* [What to do]
Filter these entries down to lines holding "FromStr".

BEGIN

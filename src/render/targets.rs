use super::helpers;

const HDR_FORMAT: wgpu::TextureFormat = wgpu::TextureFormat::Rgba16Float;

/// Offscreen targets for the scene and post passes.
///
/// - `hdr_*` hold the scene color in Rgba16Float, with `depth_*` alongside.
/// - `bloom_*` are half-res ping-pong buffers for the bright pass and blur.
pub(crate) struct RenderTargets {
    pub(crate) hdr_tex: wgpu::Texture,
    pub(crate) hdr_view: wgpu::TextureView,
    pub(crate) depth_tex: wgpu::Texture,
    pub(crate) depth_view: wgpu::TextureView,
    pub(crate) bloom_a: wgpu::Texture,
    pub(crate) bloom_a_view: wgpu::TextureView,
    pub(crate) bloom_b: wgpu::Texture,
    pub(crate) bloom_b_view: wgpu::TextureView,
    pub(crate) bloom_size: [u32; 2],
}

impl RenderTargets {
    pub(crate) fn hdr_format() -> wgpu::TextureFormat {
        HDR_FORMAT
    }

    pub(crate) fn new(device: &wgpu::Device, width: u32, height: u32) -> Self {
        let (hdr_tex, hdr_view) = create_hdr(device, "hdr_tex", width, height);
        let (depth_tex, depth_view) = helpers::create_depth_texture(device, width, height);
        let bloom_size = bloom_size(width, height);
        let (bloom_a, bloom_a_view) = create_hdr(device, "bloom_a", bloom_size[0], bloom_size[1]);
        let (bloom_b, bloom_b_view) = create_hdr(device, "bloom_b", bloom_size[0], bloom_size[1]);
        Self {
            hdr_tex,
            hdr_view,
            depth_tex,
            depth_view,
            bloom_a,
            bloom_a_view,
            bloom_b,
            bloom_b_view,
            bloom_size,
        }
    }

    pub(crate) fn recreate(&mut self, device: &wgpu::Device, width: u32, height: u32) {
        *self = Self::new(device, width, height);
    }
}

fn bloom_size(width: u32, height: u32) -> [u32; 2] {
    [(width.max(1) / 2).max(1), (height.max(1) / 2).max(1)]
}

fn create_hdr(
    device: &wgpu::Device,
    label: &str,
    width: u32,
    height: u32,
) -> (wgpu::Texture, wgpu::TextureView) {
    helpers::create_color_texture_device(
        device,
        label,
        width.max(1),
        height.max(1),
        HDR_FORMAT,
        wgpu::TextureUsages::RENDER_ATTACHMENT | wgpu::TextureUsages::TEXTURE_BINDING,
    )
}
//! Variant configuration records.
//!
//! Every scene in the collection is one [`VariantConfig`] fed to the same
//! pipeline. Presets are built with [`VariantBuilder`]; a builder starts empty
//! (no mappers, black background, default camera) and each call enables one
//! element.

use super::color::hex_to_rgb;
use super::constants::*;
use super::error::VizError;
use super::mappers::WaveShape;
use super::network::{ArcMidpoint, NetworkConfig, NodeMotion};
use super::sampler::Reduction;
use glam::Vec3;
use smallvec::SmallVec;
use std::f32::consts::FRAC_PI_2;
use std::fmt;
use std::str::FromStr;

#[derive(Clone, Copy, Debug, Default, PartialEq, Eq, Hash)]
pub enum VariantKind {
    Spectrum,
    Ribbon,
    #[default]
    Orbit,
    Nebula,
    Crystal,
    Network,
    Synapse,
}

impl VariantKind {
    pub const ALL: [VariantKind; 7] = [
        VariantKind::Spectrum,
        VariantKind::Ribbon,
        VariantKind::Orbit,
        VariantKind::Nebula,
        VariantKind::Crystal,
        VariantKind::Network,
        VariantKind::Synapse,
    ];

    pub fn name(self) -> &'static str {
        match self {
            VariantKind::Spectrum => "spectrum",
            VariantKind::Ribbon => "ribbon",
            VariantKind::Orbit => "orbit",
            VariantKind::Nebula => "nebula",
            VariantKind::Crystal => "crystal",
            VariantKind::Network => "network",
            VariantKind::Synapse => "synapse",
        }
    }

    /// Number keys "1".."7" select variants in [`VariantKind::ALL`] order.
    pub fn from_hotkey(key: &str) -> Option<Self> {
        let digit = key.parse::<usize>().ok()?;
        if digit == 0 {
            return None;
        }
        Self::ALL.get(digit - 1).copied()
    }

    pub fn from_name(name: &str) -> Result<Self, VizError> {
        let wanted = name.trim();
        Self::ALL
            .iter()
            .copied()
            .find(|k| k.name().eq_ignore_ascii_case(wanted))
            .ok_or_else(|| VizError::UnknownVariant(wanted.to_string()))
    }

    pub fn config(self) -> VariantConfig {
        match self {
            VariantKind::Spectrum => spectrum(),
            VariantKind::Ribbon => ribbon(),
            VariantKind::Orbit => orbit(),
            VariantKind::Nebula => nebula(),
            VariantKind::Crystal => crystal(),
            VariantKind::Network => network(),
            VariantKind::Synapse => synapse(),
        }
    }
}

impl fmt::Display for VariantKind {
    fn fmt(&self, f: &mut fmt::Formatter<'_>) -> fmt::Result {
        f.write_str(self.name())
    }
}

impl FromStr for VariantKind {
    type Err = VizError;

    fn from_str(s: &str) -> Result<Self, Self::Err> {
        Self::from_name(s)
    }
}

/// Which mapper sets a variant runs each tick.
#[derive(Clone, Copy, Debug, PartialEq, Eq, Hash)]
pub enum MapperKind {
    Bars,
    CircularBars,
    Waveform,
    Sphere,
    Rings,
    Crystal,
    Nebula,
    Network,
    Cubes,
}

END

* [Answer]
use std::str::FromStr;
impl FromStr for VariantKind {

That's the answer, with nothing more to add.